Variables not labeled directly are assigned types by analyzing local type propagation. Typically, assigning data types to a few key variables dramatically improves the readability of the C-code, as propagation will accurately fill in all the other data types. Assigning types in function signatures and to global variables is particularly effective because of their effect across multiple functions simultaneously.
If you have C-header files for an API a program is using, there is a prototype C-Code parser than can extract the Data Type information from C-Code and create a Ghidra Data Type Archive (.gdt). The interface is currently fairly crude, but it handles most C syntax including macro expansion. The function signatures and data types extracted can be applied to the program. Just open the archive in the Data Type Manager window, select the archive, right mouse click, and select Apply Function DataTypes. Ghidra currently provides definitions for the majority of windows API functions and data types automatically.
Parameter Variables
Specifying data types for function parameters is especially useful. A function that has data types defined for its parameters will propagate these types into the variables of any calling functions.
C variable argument conventions, or varargs, are are also supported. For instance, if the user has identified the standard C library routine printf, the signature can be defined to be void printf (char *, ...). Now whenever printf() is called, the decompiler will display the correct number of variable arguments.
Function signatures can be applied from a Ghidra data type database. Windows data types and standard C library function signatures are included with the standard distribution. More definitions will be added in the future.
Internal Decompiler Functions
Occasionally, the decompiler may use one of several internal decompiler functions that don't get transformed into more 'C'-like expressions. Use of these can indicate that the pcode is incorrect or needs to be "Tuned" to make the decompiler output better. It can also mean that the decompiler needs an additional simplification rule to take care of that particular situation.
- SUB41(x,c) - truncation operation
- The 4 is the size of the input operand (x) in bytes.
- The 1 is the size of the output value in bytes.
- The x is the thing being truncated
- The c is the number of least significant bytes being truncated
SUB42(0xaabbccdd,1) = 0xbbcc
When "c" is 0, the operation is almost always a cast between integer sizes, where the decompiler didn't quite figure it out. Usually the decompiler didn't figure out that "x" was an integer type or was forced to assume otherwise.

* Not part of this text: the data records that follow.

mod common;

use common::memory;
use include_dir::{Dir, include_dir};
use std::sync::Arc;
use strata_core::descriptors::{BundleDescriptor, GeneratedAssetDescriptor, TranslationDescriptor};
use strata_core::intl::LanguageMatcher;
use strata_core::layer::{EmbeddedLayer, Layer, LayerLevel};
use strata_core::{ManifestResolver, Manager, Registry, View};

static BUILTIN: Dir<'static> = include_dir!("$CARGO_MANIFEST_DIR/tests/fixtures/builtin");

fn builtin() -> Arc<dyn Layer> {
    Arc::new(EmbeddedLayer::new("embedded", LayerLevel::Builtin, &BUILTIN))
}

#[test]
fn test_embedded_layer_reads_and_walks() {
    let layer = builtin();
    assert_eq!(layer.read("static/app.css").unwrap(), b"body{margin:0}");
    let err = layer.read("static/missing.css").unwrap_err();
    assert_eq!(err.kind(), std::io::ErrorKind::NotFound);

    let paths = layer.walk().unwrap();
    assert!(paths.contains(&"templates/zh-Hant/translation.json".to_string()));
    assert!(paths.windows(2).all(|w| w[0] < w[1]));
}

#[test]
fn test_embedded_subdirectory_is_its_own_root() {
    let layer = EmbeddedLayer::new(
        "embedded-generated",
        LayerLevel::Builtin,
        BUILTIN.get_dir("generated").unwrap(),
    );
    assert_eq!(
        layer.walk().unwrap(),
        vec!["index.5f3a9c.js".to_string(), "manifest.json".to_string()]
    );
    assert!(layer.read("manifest.json").is_ok());
    assert_eq!(layer.stat("manifest.json").unwrap(), strata_core::layer::EntryKind::File);
    assert!(layer.read("generated/manifest.json").is_err());

    let names: Vec<String> = layer.read_dir("").unwrap().into_iter().map(|e| e.name).collect();
    assert_eq!(names, vec!["index.5f3a9c.js", "manifest.json"]);

    let manifest = ManifestResolver::from_layer(Arc::new(layer), "manifest.json").unwrap();
    assert_eq!(manifest.asset_name("index.js").unwrap(), "index.5f3a9c.js");
}

#[test]
fn test_embedded_builtin_under_directory_overrides() {
    let matcher = Arc::new(LanguageMatcher::default());
    let manifest: Arc<dyn Layer> = Arc::new(EmbeddedLayer::new(
        "embedded-generated",
        LayerLevel::Builtin,
        BUILTIN.get_dir("generated").unwrap(),
    ));
    let manifest = Arc::new(ManifestResolver::from_layer(manifest, "manifest.json").unwrap());
    let registry = Registry::new()
        .with(Arc::new(BundleDescriptor::css("static/app.css")))
        .with(Arc::new(TranslationDescriptor::new(matcher)))
        .with(Arc::new(GeneratedAssetDescriptor::new(
            "generated",
            "index.js",
            Arc::clone(&manifest),
        )));
    let app = memory(
        "app",
        LayerLevel::App,
        &[("templates/zh-Hant/translation.json", r#"{"greeting": "哈囉"}"#)],
    );
    let manager = Manager::new(Arc::new(registry), vec![builtin(), app]).unwrap();

    let translations = manager
        .read_path(
            "templates/zh-Hant/translation.json",
            &View::effective_resource(["zh-TW"], "en"),
        )
        .unwrap()
        .into_translations()
        .unwrap();
    assert_eq!(translations["greeting"].value, "哈囉");
    assert_eq!(translations["app.name"].value, "Strata");

    let asset = manager
        .read_path("generated/index.js", &View::effective_file("generated/index.js", "en"))
        .unwrap()
        .into_asset()
        .unwrap();
    assert_eq!(asset.path, "generated/index.5f3a9c.js");
    assert_eq!(asset.data, b"console.log(\"strata\");\n");

    let listed = manager.list().unwrap();
    assert!(listed.contains(&"static/app.css".to_string()));
    assert!(listed.contains(&"templates/__default__/translation.json".to_string()));
    // Only physical files are listed; the logical key has none.
    assert!(!listed.contains(&"generated/index.js".to_string()));
}
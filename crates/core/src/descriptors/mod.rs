//! Concrete resource kinds.

mod bundle;
mod image;
mod passthrough;
mod secrets;
mod template;
mod translation;

pub use bundle::{BundleDescriptor, BundleKind};
pub use image::{ImageDescriptor, ImageType, LocaleImageDescriptor, StaticImageDescriptor, sniff};
pub use passthrough::{GeneratedAssetDescriptor, PassthroughDescriptor};
pub use secrets::{SECRETS_FILE, SecretsDescriptor};
pub use template::TemplateDescriptor;
pub use translation::{TRANSLATION_FILE, TranslationDescriptor, is_app_specific_key};

use crate::error::Result;
use crate::intl::{DEFAULT_MARKER, LanguageTag, same_tag};
use crate::layer::{Layer, join};
use crate::resource::{Location, ResourceFile, probe, subdirectories};
use std::sync::Arc;

pub const STATIC_ROOT: &str = "static";
pub const TEMPLATES_ROOT: &str = "templates";

/// The language directory of `path` directly under `root`.
pub(crate) fn locale_of<'a>(root: &str, path: &'a str) -> Option<&'a str> {
    let rest = path.strip_prefix(root)?.strip_prefix('/')?;
    let (tag, tail) = rest.split_once('/')?;
    (!tag.is_empty() && !tail.is_empty()).then_some(tag)
}

/// A directory name usable as a locale key.
pub(crate) fn is_locale_dir(name: &str) -> bool {
    name == DEFAULT_MARKER || LanguageTag::parse(name).is_ok()
}

/// One candidate per language directory under `root` and per file name.
pub(crate) fn find_localized<S: AsRef<str>>(
    layer: &Arc<dyn Layer>,
    root: &str,
    names: &[S],
) -> Result<Vec<Location>> {
    let mut locations = Vec::new();
    for tag in subdirectories(layer.as_ref(), root)? {
        if !is_locale_dir(&tag) {
            continue;
        }
        for name in names {
            let path = join(&join(root, &tag), name.as_ref());
            if let Some(location) = probe(layer, &path)? {
                locations.push(location);
            }
        }
    }
    Ok(locations)
}

/// Files contributing to the effective file for `requested_tag`, in
/// override order.
///
/// When the requested tag is the default tag, files under the default marker
/// contribute too and sort ahead of explicit files of the same layer.
pub(crate) fn effective_candidates<'a>(
    files: &'a [ResourceFile],
    root: &str,
    requested_tag: &str,
    default_tag: &str,
) -> Vec<&'a ResourceFile> {
    let with_marker = requested_tag != DEFAULT_MARKER
        && !default_tag.is_empty()
        && same_tag(requested_tag, default_tag);

    let mut run = 0usize;
    let mut keyed = Vec::new();
    for (i, file) in files.iter().enumerate() {
        if i > 0 && !file.location.same_layer(&files[i - 1].location) {
            run += 1;
        }
        let Some(tag) = locale_of(root, file.path()) else {
            continue;
        };
        if tag == requested_tag {
            keyed.push(((run, true), file));
        } else if with_marker && tag == DEFAULT_MARKER {
            keyed.push(((run, false), file));
        }
    }
    keyed.sort_by_key(|(key, _)| *key);
    keyed.into_iter().map(|(_, f)| f).collect()
}

#[cfg(test)]
mod tests {
    use super::*;

    #[test]
    fn test_locale_of() {
        assert_eq!(locale_of("templates", "templates/en/a.html"), Some("en"));
        assert_eq!(locale_of("templates", "templates/en/sub/a.html"), Some("en"));
        assert_eq!(locale_of("templates", "templates/en"), None);
        assert_eq!(locale_of("templates", "templatesx/en/a"), None);
        assert_eq!(locale_of("static", "static/a.png"), None);
    }

    #[test]
    fn test_locale_dirs() {
        assert!(is_locale_dir("zh-HK"));
        assert!(is_locale_dir(DEFAULT_MARKER));
        assert!(!is_locale_dir("generated"));
        assert!(!is_locale_dir("v1.2"));
    }
}
//! Resolution of logical resources across an ordered stack of layers.
//!
//! ```text
//!   Manager::read(descriptor, view)
//!        │
//!        ├─► for layer in layers (builtin → custom → app)
//!        │       descriptor.find_resources(layer) ──► [Location]
//!        │       read each Location              ──► [ResourceFile]
//!        │
//!        └─► descriptor.view_resources(files, view) ──► Artifact
//! ```

pub mod descriptor;
pub mod edit;
pub mod manager;
pub mod registry;

pub use descriptor::{
    Descriptor, ResourceFinder, ResourceMatch, ResourceMatcher, ResourceUpdater, ResourceViewer,
};
pub use edit::{StagedEdit, Update, checksum};
pub use manager::{DescribedPath, Manager};
pub use registry::Registry;

use crate::layer::{Layer, LayerLevel, is_not_found};
use std::fmt;
use std::io;
use std::sync::Arc;

/// A candidate occurrence of a resource. Holds no data.
#[derive(Clone)]
pub struct Location {
    pub layer: Arc<dyn Layer>,
    pub path: String,
}

impl Location {
    pub fn new(layer: &Arc<dyn Layer>, path: impl Into<String>) -> Self {
        Self {
            layer: Arc::clone(layer),
            path: path.into(),
        }
    }

    pub fn level(&self) -> LayerLevel {
        self.layer.level()
    }

    pub fn read(&self) -> io::Result<Vec<u8>> {
        self.layer.read(&self.path)
    }

    /// Whether the location currently holds a file.
    pub fn exists(&self) -> io::Result<bool> {
        match self.layer.stat(&self.path) {
            Ok(kind) => Ok(kind == crate::layer::EntryKind::File),
            Err(err) if is_not_found(&err) => Ok(false),
            Err(err) => Err(err),
        }
    }

    pub fn same_layer(&self, other: &Location) -> bool {
        Arc::ptr_eq(&self.layer, &other.layer)
    }
}

impl fmt::Debug for Location {
    fn fmt(&self, f: &mut fmt::Formatter<'_>) -> fmt::Result {
        f.debug_struct("Location")
            .field("layer", &self.layer.name())
            .field("level", &self.layer.level())
            .field("path", &self.path)
            .finish()
    }
}

/// Bytes actually read from a location.
#[derive(Debug, Clone)]
pub struct ResourceFile {
    pub location: Location,
    pub data: Vec<u8>,
}

impl ResourceFile {
    pub fn path(&self) -> &str {
        &self.location.path
    }

    pub fn level(&self) -> LayerLevel {
        self.location.level()
    }
}

/// What an edit should persist at a location; `None` deletes the file.
#[derive(Debug, Clone)]
pub struct PatchedFile {
    pub location: Location,
    pub data: Option<Vec<u8>>,
}

impl PatchedFile {
    pub fn write(location: Location, data: Vec<u8>) -> Self {
        Self {
            location,
            data: Some(data),
        }
    }

    pub fn delete(location: Location) -> Self {
        Self {
            location,
            data: None,
        }
    }

    pub fn is_delete(&self) -> bool {
        self.data.is_none()
    }
}

/// Location for `path` in `layer` if a file is there, `None` if it is absent.
pub fn probe(layer: &Arc<dyn Layer>, path: &str) -> io::Result<Option<Location>> {
    let location = Location::new(layer, path);
    Ok(location.exists()?.then_some(location))
}

/// Names of the subdirectories of `dir`, or nothing if `dir` is absent.
pub fn subdirectories(layer: &dyn Layer, dir: &str) -> io::Result<Vec<String>> {
    match layer.read_dir(dir) {
        Ok(entries) => Ok(entries
            .into_iter()
            .filter(|e| e.is_dir())
            .map(|e| e.name)
            .collect()),
        Err(err) if is_not_found(&err) || err.kind() == io::ErrorKind::NotADirectory => {
            Ok(Vec::new())
        }
        Err(err) => Err(err),
    }
}
use std::io::Write;
use strata_core::config::EngineConfig;

pub fn run(config: &EngineConfig, key: &str) -> Result<(), Box<dyn std::error::Error>> {
    let engine = strata_runtime::build_engine(config)?;
    let (physical, data) = engine.asset(key)?;
    eprintln!("{key} -> {physical} ({} bytes)", data.len());
    std::io::stdout().write_all(&data)?;
    Ok(())
}
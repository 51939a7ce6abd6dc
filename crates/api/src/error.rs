#[derive(Debug, thiserror::Error)]
pub enum ResourceError {
    #[error("specified resource is not configured")]
    NotFound,
    #[error("unknown resource path: {0}")]
    UnknownResource(String),
    #[error("invalid resource format: {0}")]
    Format(String),
    #[error("I/O error: {0}")]
    Io(#[from] std::io::Error),
    #[error("invalid matcher configuration: {0}")]
    MatcherConfig(String),
    #[error("no language match")]
    NoLanguageMatch,
    #[error("unsupported update: {0}")]
    UnsupportedUpdate(String),
    #[error("invalid update: {0}")]
    InvalidUpdate(String),
    #[error("forbidden: {0}")]
    Forbidden(String),
    #[error("resource update conflict: {0}")]
    Conflict(String),
    #[error("invalid resource '{path}': too large ({size} > {max})")]
    TooLarge { path: String, size: usize, max: usize },
    #[error("configuration error: {0}")]
    Configuration(String),
}

impl ResourceError {
    /// Whether this is an ordinary "nothing configured here" outcome.
    pub fn is_not_found(&self) -> bool {
        matches!(self, ResourceError::NotFound)
    }

    /// Whether the error came from the underlying storage rather than the data.
    pub fn is_io(&self) -> bool {
        matches!(self, ResourceError::Io(_))
    }
}

pub type Result<T> = std::result::Result<T, ResourceError>;

#[cfg(test)]
mod tests {
    use super::*;

    #[test]
    fn test_not_found_message() {
        assert_eq!(
            ResourceError::NotFound.to_string(),
            "specified resource is not configured"
        );
        assert!(ResourceError::NotFound.is_not_found());
    }

    #[test]
    fn test_io_is_distinguishable() {
        let err: ResourceError =
            std::io::Error::new(std::io::ErrorKind::PermissionDenied, "denied").into();
        assert!(err.is_io());
        assert!(!err.is_not_found());
    }
}
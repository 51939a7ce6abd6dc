use super::{STATIC_ROOT, find_localized, locale_of};
use crate::error::{ResourceError, Result};
use crate::intl::{self, LanguageMatcher};
use crate::layer::{Layer, LayerLevel, join};
use crate::resource::descriptor::{DEFAULT_SIZE_LIMIT, ExistingFile, pass_through};
use crate::resource::{
    Descriptor, Location, PatchedFile, ResourceFile, ResourceFinder, ResourceMatch,
    ResourceMatcher, ResourceUpdater, ResourceViewer, probe,
};
use once_cell::sync::Lazy;
use regex::Regex;
use std::sync::Arc;
use strata_api::{AppFileView, Artifact, StaticAsset, View};

/// Every extension an image may be stored under, in lookup order.
const IMAGE_EXTENSIONS: &[&str] = &["png", "jpe", "jpeg", "jpg", "gif"];

static PLAIN_IMAGE: Lazy<Regex> = Lazy::new(|| {
    Regex::new(r"^static/(.+)\.(png|jpe|jpeg|jpg|gif)$").expect("Failed to compile image path pattern")
});

static LOCALE_IMAGE: Lazy<Regex> = Lazy::new(|| {
    Regex::new(r"^static/([a-zA-Z0-9_-]+)/(.+)\.(png|jpe|jpeg|jpg|gif)$")
        .expect("Failed to compile locale image path pattern")
});

#[derive(Debug, Clone, Copy, PartialEq, Eq)]
pub enum ImageType {
    Png,
    Jpeg,
    Gif,
}

impl ImageType {
    pub fn mime(self) -> &'static str {
        match self {
            ImageType::Png => "image/png",
            ImageType::Jpeg => "image/jpeg",
            ImageType::Gif => "image/gif",
        }
    }

    /// Extension used when an image of this type is served.
    pub fn preferred_extension(self) -> &'static str {
        match self {
            ImageType::Png => "png",
            ImageType::Jpeg => "jpeg",
            ImageType::Gif => "gif",
        }
    }
}

/// Detect a supported image type from its magic bytes.
pub fn sniff(data: &[u8]) -> Option<ImageType> {
    if data.starts_with(b"\x89PNG\r\n\x1a\n") {
        Some(ImageType::Png)
    } else if data.starts_with(&[0xFF, 0xD8, 0xFF]) {
        Some(ImageType::Jpeg)
    } else if data.starts_with(b"GIF87a") || data.starts_with(b"GIF89a") {
        Some(ImageType::Gif)
    } else {
        None
    }
}

fn sniff_format(path: &str, data: &[u8]) -> Result<ImageType> {
    sniff(data).ok_or_else(|| ResourceError::Format(format!("{path}: unsupported image format")))
}

fn check_upload(data: Option<&[u8]>) -> Result<()> {
    match data {
        Some(data) if !data.is_empty() && sniff(data).is_none() => Err(ResourceError::InvalidUpdate(
            "unsupported image file".to_string(),
        )),
        _ => Ok(()),
    }
}

fn image_candidates(layer: &Arc<dyn Layer>, dir: &str, name: &str) -> Result<Vec<Location>> {
    let mut locations = Vec::new();
    for ext in IMAGE_EXTENSIONS {
        if let Some(location) = probe(layer, &join(dir, &format!("{name}.{ext}")))? {
            locations.push(location);
        }
    }
    Ok(locations)
}

fn extension_of(regex: &Regex, group: usize, path: &str) -> Option<String> {
    regex
        .captures(path)
        .and_then(|c| c.get(group))
        .map(|m| m.as_str().to_string())
}

/// Reject more than one image per layer, keyed by an extra discriminator.
fn reject_duplicates<F>(files: &[ResourceFile], key_of: F) -> Result<Artifact>
where
    F: Fn(&ResourceFile) -> String,
{
    let mut seen: Vec<(&ResourceFile, String, Vec<&str>)> = Vec::new();
    for file in files {
        let key = key_of(file);
        match seen
            .iter_mut()
            .find(|(f, k, _)| f.location.same_layer(&file.location) && *k == key)
        {
            Some((_, _, paths)) => paths.push(file.path()),
            None => seen.push((file, key, vec![file.path()])),
        }
    }
    for (_, _, mut paths) in seen {
        if paths.len() > 1 {
            paths.sort();
            return Err(ResourceError::Format(format!(
                "duplicate resource: {}",
                paths.join(", ")
            )));
        }
    }
    Ok(Artifact::Validated)
}

/// The image of the highest layer that has one.
fn highest_layer_file(files: &[ResourceFile]) -> Option<&ResourceFile> {
    let top = files.last()?;
    files.iter().find(|f| f.location.same_layer(&top.location))
}

/// An image at `static/<name>.<ext>` resolved without regard to language.
#[derive(Debug, Clone)]
pub struct ImageDescriptor {
    name: String,
    image: String,
    size_limit: usize,
}
use super::{Descriptor, Location, Registry, ResourceFile};
use crate::error::{ResourceError, Result};
use crate::layer::{Layer, LayerLevel};
use std::collections::BTreeSet;
use std::sync::Arc;
use strata_api::{Artifact, View};

/// A path together with the descriptor that owns it.
#[derive(Clone)]
pub struct DescribedPath {
    pub path: String,
    pub descriptor: Arc<dyn Descriptor>,
}

/// Orchestrates one logical resolution across all layers and one descriptor.
///
/// Cheap to clone: the registry and layer list are shared. Layers are held in
/// ascending priority and that order never changes for a given manager.
#[derive(Clone)]
pub struct Manager {
    registry: Arc<Registry>,
    layers: Arc<Vec<Arc<dyn Layer>>>,
}

impl Manager {
    pub fn new(registry: Arc<Registry>, layers: Vec<Arc<dyn Layer>>) -> Result<Self> {
        check_ascending(&layers)?;
        Ok(Self {
            registry,
            layers: Arc::new(layers),
        })
    }

    pub fn registry(&self) -> &Arc<Registry> {
        &self.registry
    }

    pub fn layers(&self) -> &[Arc<dyn Layer>] {
        &self.layers
    }

    /// The highest-priority editable layer, if any.
    pub fn app_layer(&self) -> Option<&Arc<dyn Layer>> {
        self.layers.iter().rev().find(|l| l.level().is_editable())
    }

    pub fn resolve(&self, path: &str) -> Option<Arc<dyn Descriptor>> {
        self.registry.resolve(path)
    }

    /// Raw files of `descriptor` across all layers, lowest priority first.
    pub fn read_files(&self, descriptor: &dyn Descriptor) -> Result<Vec<ResourceFile>> {
        let mut files = Vec::new();
        for layer in self.layers.iter() {
            for location in descriptor.find_resources(layer)? {
                tracing::trace!(
                    "reading {} from {} layer {}",
                    location.path,
                    layer.level(),
                    layer.name()
                );
                let data = location.read()?;
                files.push(ResourceFile { location, data });
            }
        }
        Ok(files)
    }

    pub fn read(&self, descriptor: &dyn Descriptor, view: &View) -> Result<Artifact> {
        let files = self.read_files(descriptor)?;
        tracing::debug!(
            "resolving {} as {} over {} file(s)",
            descriptor.name(),
            view.kind(),
            files.len()
        );
        if files.is_empty() {
            return Err(ResourceError::NotFound);
        }
        descriptor.view_resources(&files, view)
    }

    /// Resolve the descriptor owning `path` and read it.
    pub fn read_path(&self, path: &str, view: &View) -> Result<Artifact> {
        let descriptor = self
            .resolve(path)
            .ok_or_else(|| ResourceError::UnknownResource(path.to_string()))?;
        self.read(descriptor.as_ref(), view)
    }

    /// A new manager with `layer` appended as the highest priority.
    /// The receiver is left untouched.
    pub fn overlay(&self, layer: Arc<dyn Layer>) -> Result<Manager> {
        let mut layers: Vec<Arc<dyn Layer>> = self.layers.iter().cloned().collect();
        layers.push(layer);
        Manager::new(Arc::clone(&self.registry), layers)
    }

    /// A new manager with the layer at `index` swapped for `layer`.
    pub(crate) fn replace_layer(&self, index: usize, layer: Arc<dyn Layer>) -> Result<Manager> {
        let mut layers: Vec<Arc<dyn Layer>> = self.layers.iter().cloned().collect();
        match layers.get_mut(index) {
            Some(slot) => *slot = layer,
            None => {
                return Err(ResourceError::Configuration(format!(
                    "no layer at index {index}"
                )));
            }
        }
        Manager::new(Arc::clone(&self.registry), layers)
    }

    /// Sorted union of every path, in every layer, that some descriptor owns.
    pub fn list(&self) -> Result<Vec<String>> {
        let mut paths = BTreeSet::new();
        for layer in self.layers.iter() {
            for path in layer.walk()? {
                paths.insert(path);
            }
        }
        Ok(paths
            .into_iter()
            .filter(|p| self.registry.resolve(p).is_some())
            .collect())
    }

    /// Pair each path with its descriptor, failing on the first unknown one.
    pub fn associate<S: AsRef<str>>(&self, paths: &[S]) -> Result<Vec<DescribedPath>> {
        paths
            .iter()
            .map(|p| {
                let path = p.as_ref();
                self.resolve(path)
                    .map(|descriptor| DescribedPath {
                        path: path.to_string(),
                        descriptor,
                    })
                    .ok_or_else(|| ResourceError::UnknownResource(path.to_string()))
            })
            .collect()
    }

    /// Location of `path` in the editable layer, whether or not it exists yet.
    pub fn app_location(&self, path: &str) -> Result<Location> {
        let layer = self.app_layer().ok_or_else(|| {
            ResourceError::Configuration("manager has no app layer".to_string())
        })?;
        Ok(Location::new(layer, path))
    }
}

fn check_ascending(layers: &[Arc<dyn Layer>]) -> Result<()> {
    let mut previous = LayerLevel::Builtin;
    for layer in layers {
        if layer.level() < previous {
            return Err(ResourceError::Configuration(format!(
                "layer {} ({}) is out of order after a {} layer",
                layer.name(),
                layer.level(),
                previous
            )));
        }
        previous = layer.level();
    }
    Ok(())
}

SUB41(x,0) is usually a cast from "int" to "char".
SUB42(x,0) is a cast from "int" to "short" and so on.
SUB84(x,4) is probably part of an extended precision multiplication but also turns up in other things like division strength reduction.
- CONCAT31(x,y) - concatenates two operands together into a larger size object
- The "3" is the size of x in bytes.
- The "1" is the size of y in bytes.
- The result is the 4-byte concatenation of the bits in "x" with the bits
in "y". The "x" forms the most signifigant part of the result, "y" the
least.CONCAT31(0xaabbcc,0xdd) = 0xaabbccdd
This usually crops up when a 1-byte sized (char) variable is being stored in a 4-byte register. All the basic arithmetic/logical ops on the 4-byte register give the correct result for doing the operation on a 1-byte variable; the compiler just has to make sure to ignore the 3 most significant bytes of the register. The CONCAT31 is the decompiler keeping track of these most significant bytes that the compiler was ignoring because it is mistakenly interpreting the register variable as being a 4-byte variable. In many cases the decompiler can figure this out, but especially in looping constructs, it cannot. This is really a dead code issue. The decompiler currently makes judgements about dead code for entire varnodes. A full fix of this problem would require a dead code elimination algorithm that could decide if part of a varnode were dead.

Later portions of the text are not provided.